▶ Provided records:
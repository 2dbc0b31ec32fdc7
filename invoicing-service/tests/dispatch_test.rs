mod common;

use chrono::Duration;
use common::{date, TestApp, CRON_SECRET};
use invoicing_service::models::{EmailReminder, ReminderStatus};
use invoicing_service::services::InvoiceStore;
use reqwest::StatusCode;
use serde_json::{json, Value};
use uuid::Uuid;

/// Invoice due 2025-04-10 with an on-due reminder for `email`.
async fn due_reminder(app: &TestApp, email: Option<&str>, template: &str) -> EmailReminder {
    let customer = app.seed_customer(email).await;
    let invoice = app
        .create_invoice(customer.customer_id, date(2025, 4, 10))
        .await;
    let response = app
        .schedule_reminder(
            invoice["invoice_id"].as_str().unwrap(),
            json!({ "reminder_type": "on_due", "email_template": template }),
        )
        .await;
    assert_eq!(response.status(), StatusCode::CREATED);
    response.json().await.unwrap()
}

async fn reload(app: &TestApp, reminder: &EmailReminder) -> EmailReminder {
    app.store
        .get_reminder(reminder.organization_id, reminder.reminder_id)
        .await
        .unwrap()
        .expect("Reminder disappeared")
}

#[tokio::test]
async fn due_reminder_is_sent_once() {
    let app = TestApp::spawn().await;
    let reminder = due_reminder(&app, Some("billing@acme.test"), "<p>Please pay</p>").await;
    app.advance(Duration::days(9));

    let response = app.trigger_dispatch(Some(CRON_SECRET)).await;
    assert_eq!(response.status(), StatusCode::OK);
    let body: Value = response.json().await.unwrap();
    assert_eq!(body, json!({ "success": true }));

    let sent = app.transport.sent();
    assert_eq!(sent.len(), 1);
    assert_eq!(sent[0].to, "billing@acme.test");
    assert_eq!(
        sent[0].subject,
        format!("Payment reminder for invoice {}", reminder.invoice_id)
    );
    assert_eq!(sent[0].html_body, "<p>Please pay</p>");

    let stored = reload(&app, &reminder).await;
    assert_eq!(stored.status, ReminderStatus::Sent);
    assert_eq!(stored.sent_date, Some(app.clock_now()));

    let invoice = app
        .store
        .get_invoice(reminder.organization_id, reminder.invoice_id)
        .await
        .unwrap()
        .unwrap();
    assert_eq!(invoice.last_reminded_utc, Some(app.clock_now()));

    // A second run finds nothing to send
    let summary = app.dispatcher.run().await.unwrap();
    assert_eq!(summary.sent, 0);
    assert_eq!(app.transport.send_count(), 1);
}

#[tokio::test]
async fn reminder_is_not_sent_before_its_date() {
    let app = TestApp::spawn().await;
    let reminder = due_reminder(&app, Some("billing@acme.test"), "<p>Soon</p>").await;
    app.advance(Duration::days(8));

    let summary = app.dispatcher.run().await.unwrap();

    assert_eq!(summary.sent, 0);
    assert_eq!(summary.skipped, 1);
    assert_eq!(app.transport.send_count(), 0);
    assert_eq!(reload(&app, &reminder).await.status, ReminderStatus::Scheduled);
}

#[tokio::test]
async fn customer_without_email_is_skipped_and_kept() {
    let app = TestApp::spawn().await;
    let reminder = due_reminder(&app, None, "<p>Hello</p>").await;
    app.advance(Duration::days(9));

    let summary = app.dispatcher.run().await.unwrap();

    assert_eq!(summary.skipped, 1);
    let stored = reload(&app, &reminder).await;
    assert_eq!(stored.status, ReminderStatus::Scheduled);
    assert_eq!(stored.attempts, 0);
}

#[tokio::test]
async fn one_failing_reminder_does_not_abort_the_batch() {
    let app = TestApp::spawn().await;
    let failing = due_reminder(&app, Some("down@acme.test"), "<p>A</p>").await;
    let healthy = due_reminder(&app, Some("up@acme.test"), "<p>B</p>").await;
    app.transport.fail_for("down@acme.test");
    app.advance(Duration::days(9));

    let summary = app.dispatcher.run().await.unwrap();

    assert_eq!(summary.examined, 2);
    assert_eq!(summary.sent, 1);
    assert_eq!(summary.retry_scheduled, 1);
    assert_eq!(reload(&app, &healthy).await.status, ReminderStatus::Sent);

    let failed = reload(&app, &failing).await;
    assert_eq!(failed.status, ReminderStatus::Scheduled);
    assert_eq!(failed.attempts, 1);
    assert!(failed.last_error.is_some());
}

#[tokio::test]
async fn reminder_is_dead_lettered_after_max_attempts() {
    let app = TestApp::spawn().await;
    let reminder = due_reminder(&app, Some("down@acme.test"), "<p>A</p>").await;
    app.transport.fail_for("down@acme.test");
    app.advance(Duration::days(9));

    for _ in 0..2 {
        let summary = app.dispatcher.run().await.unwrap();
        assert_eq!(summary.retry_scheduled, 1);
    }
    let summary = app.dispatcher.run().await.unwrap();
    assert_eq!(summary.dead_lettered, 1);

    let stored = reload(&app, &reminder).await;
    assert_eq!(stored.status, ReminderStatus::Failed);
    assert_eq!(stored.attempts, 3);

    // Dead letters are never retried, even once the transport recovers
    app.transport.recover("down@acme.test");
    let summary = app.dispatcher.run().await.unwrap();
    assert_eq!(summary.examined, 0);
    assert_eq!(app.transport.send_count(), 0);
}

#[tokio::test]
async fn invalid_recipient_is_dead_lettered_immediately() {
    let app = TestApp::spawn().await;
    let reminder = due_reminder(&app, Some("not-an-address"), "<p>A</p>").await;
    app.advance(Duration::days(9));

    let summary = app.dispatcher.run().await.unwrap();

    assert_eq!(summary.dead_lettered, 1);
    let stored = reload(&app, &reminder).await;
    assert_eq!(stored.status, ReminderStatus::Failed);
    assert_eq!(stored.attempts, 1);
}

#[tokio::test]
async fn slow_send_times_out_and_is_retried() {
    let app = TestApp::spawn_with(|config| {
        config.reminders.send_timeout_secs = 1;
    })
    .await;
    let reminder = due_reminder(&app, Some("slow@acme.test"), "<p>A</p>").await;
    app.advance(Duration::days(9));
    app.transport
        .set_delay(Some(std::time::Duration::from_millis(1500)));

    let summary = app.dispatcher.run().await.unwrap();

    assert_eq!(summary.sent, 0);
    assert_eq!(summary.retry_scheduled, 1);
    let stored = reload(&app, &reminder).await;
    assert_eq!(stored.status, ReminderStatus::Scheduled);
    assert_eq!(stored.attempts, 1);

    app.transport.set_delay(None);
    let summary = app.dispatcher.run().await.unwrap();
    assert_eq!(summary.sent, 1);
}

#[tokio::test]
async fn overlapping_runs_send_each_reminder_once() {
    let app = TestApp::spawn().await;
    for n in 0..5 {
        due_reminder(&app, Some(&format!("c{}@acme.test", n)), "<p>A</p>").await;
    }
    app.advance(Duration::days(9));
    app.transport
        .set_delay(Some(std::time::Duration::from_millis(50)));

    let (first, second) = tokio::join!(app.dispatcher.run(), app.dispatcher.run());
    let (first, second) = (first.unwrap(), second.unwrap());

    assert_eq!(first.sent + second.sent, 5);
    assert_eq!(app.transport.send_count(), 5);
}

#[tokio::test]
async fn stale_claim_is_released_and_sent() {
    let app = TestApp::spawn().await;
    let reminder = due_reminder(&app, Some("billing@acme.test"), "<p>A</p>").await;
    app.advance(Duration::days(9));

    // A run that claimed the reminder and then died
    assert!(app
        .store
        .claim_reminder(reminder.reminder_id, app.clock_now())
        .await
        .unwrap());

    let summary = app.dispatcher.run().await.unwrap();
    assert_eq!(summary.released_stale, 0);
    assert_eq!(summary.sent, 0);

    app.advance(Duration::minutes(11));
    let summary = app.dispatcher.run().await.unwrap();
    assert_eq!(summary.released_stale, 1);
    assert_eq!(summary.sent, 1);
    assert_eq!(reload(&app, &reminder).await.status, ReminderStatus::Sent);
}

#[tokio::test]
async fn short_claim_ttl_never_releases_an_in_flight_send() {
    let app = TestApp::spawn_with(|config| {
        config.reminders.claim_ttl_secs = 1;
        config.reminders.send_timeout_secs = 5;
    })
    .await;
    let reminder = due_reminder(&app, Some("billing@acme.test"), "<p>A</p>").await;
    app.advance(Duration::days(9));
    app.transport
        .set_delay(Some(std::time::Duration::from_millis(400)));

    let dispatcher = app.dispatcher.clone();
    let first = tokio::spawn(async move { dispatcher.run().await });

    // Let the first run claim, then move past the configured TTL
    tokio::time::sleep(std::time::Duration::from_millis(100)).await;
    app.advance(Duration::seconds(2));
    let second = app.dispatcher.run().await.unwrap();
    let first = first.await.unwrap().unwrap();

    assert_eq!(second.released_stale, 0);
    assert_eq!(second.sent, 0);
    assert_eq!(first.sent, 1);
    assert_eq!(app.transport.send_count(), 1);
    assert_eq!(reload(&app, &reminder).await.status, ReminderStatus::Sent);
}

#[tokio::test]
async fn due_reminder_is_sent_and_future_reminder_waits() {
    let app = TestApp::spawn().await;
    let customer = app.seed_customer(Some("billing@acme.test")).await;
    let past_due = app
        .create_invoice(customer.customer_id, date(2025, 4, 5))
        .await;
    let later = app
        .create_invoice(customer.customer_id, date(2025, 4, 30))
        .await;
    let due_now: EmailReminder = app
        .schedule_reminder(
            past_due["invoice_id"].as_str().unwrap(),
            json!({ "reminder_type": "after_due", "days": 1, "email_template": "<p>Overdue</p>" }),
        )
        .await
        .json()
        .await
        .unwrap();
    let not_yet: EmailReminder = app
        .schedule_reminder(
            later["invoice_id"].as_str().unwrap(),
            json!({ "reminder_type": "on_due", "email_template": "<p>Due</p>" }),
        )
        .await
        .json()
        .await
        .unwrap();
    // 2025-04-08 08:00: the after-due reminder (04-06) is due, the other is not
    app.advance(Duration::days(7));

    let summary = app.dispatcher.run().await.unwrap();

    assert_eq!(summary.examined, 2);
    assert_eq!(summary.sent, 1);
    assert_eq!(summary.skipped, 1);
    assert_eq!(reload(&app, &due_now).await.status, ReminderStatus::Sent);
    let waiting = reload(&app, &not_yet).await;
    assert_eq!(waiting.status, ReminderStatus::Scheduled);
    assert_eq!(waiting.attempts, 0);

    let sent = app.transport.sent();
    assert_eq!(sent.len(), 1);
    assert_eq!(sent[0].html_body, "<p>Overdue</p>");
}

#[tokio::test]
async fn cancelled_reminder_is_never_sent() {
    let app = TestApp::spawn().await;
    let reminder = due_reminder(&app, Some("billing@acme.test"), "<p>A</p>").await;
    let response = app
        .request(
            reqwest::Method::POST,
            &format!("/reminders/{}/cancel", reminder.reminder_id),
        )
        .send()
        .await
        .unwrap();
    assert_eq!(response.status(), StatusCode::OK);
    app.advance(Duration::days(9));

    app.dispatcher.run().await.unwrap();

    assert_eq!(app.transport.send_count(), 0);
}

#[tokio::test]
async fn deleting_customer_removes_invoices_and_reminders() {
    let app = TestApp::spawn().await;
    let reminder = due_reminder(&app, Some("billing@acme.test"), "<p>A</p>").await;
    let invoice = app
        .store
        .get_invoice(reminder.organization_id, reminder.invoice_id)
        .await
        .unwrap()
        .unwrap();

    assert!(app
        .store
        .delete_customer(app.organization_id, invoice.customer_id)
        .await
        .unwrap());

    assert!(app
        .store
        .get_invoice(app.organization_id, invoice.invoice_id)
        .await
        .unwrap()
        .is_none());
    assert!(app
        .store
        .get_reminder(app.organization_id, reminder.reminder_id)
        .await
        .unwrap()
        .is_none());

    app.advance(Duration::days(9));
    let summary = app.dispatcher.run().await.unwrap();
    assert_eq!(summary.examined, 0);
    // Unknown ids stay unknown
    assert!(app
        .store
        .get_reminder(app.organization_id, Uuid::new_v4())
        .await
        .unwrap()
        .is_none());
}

...

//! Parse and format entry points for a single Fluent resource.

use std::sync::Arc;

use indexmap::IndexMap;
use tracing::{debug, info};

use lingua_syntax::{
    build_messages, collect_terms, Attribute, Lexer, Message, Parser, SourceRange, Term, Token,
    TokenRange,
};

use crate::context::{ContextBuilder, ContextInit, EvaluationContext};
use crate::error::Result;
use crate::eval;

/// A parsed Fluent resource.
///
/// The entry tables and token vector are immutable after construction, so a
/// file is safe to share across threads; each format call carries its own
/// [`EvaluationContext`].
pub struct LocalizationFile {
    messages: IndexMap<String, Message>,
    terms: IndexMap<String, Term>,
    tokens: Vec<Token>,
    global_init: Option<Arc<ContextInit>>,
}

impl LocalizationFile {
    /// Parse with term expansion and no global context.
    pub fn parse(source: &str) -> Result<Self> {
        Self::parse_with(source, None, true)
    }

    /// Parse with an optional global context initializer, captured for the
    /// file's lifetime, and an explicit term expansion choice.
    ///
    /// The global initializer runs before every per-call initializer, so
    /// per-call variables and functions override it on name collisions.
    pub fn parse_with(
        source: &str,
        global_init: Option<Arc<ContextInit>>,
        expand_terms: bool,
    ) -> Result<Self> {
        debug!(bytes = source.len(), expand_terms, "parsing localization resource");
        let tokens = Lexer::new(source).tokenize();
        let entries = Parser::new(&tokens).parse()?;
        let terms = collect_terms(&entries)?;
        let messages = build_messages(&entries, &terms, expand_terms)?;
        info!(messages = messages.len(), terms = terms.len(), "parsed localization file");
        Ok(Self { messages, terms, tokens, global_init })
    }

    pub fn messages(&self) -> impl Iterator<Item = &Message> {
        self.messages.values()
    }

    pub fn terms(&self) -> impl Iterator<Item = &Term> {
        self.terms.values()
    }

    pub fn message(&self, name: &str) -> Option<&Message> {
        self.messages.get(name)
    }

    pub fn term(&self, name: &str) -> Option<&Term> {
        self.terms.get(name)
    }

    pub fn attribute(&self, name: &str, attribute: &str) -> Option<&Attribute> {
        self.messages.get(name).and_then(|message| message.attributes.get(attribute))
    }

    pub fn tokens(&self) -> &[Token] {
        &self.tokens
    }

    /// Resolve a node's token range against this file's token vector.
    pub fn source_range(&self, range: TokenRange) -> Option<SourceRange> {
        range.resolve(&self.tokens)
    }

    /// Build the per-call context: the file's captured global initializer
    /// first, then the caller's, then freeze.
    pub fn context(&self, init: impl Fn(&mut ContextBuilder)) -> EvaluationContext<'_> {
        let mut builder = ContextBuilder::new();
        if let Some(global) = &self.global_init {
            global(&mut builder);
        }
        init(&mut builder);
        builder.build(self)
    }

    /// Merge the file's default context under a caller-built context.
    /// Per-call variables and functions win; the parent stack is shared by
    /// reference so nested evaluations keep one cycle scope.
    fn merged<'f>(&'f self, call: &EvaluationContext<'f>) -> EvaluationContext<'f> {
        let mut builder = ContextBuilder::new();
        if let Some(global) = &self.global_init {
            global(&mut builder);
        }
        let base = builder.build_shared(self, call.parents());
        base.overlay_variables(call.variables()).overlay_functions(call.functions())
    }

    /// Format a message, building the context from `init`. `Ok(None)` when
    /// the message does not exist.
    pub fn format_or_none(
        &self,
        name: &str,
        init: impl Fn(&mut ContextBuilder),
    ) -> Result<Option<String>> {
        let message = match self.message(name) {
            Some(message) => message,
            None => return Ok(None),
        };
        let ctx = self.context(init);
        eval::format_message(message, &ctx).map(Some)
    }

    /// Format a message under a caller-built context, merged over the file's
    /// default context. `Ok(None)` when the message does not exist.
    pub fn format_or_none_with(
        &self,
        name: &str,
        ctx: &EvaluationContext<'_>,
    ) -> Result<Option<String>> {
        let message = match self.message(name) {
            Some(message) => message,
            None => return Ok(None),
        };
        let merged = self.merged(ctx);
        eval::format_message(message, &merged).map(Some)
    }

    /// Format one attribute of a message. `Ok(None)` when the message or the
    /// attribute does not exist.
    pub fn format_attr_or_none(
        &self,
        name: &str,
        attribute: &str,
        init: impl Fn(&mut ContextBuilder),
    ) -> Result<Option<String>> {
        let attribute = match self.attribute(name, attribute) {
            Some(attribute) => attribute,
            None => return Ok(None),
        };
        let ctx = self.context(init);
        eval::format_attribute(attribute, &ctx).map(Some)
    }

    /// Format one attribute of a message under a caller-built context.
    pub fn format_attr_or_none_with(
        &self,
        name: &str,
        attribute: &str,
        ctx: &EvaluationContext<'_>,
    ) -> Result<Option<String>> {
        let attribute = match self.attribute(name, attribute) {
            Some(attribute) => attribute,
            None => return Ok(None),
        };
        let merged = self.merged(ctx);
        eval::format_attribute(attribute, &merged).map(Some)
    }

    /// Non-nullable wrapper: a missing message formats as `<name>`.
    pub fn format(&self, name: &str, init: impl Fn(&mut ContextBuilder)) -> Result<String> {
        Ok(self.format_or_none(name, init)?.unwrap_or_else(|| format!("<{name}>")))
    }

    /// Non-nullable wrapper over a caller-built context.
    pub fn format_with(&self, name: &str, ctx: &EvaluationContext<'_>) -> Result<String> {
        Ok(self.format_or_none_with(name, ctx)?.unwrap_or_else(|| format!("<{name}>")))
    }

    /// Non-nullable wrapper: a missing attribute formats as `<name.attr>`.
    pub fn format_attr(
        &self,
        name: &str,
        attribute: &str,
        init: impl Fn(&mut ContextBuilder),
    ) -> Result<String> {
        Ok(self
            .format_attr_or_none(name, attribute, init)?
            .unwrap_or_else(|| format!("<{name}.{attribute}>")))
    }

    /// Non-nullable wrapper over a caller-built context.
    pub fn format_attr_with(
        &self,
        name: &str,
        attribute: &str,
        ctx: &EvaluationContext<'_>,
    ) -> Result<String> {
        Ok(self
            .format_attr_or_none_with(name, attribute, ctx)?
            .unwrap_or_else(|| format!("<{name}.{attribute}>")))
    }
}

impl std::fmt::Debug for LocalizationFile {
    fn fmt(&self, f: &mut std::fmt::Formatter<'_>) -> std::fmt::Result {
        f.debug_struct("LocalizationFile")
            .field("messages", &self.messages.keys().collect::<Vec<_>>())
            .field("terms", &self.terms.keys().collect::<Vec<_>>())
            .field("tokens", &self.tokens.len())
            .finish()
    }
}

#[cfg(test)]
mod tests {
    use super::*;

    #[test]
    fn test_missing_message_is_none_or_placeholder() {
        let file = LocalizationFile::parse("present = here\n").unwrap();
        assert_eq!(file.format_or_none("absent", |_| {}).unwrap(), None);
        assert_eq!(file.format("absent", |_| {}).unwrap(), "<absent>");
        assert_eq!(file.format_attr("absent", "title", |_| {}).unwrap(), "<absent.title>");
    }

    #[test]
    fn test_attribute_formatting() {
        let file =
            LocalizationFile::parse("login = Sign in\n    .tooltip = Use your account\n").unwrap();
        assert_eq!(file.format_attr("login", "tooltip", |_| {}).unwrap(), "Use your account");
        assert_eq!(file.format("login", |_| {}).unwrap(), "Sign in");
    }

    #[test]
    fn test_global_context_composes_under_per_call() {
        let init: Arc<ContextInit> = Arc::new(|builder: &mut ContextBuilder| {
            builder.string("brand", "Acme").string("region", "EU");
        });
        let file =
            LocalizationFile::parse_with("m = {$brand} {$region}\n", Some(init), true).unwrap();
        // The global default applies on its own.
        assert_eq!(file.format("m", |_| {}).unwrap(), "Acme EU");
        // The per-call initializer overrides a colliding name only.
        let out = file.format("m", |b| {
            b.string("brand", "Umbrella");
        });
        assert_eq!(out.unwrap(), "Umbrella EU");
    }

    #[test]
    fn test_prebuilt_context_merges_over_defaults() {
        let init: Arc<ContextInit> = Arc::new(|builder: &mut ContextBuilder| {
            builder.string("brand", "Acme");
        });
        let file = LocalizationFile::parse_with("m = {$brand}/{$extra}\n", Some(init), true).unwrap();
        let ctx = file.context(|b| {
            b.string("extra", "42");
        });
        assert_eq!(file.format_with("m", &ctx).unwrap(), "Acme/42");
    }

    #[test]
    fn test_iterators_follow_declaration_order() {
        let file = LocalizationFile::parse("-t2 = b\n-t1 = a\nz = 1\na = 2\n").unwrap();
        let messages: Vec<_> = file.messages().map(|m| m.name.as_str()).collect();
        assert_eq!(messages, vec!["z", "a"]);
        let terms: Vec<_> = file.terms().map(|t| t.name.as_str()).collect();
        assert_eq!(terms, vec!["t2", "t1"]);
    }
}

* * *

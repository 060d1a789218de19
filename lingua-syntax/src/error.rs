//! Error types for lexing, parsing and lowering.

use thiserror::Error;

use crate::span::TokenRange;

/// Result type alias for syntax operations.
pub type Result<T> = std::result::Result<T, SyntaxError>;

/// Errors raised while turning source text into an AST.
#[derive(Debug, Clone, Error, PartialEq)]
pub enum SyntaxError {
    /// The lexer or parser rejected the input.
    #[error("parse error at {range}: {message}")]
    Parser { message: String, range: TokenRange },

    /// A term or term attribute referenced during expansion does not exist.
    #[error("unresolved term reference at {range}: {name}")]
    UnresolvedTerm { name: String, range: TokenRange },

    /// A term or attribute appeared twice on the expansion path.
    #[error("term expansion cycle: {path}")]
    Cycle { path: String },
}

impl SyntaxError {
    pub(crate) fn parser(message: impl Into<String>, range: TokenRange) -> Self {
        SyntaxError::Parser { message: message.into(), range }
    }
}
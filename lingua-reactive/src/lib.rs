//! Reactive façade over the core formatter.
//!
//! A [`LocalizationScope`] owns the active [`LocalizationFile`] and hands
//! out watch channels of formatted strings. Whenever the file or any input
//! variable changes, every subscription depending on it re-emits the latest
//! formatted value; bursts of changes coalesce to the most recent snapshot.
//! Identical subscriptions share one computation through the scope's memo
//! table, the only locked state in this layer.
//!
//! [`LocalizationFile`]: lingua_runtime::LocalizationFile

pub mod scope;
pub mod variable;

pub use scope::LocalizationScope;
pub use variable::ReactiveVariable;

▶ What you are asked to do:
Every line above that includes the word "parsed" must appear in the answer.

▶ Expected output:
/// A parsed Fluent resource.
        info!(messages = messages.len(), terms = terms.len(), "parsed localization file");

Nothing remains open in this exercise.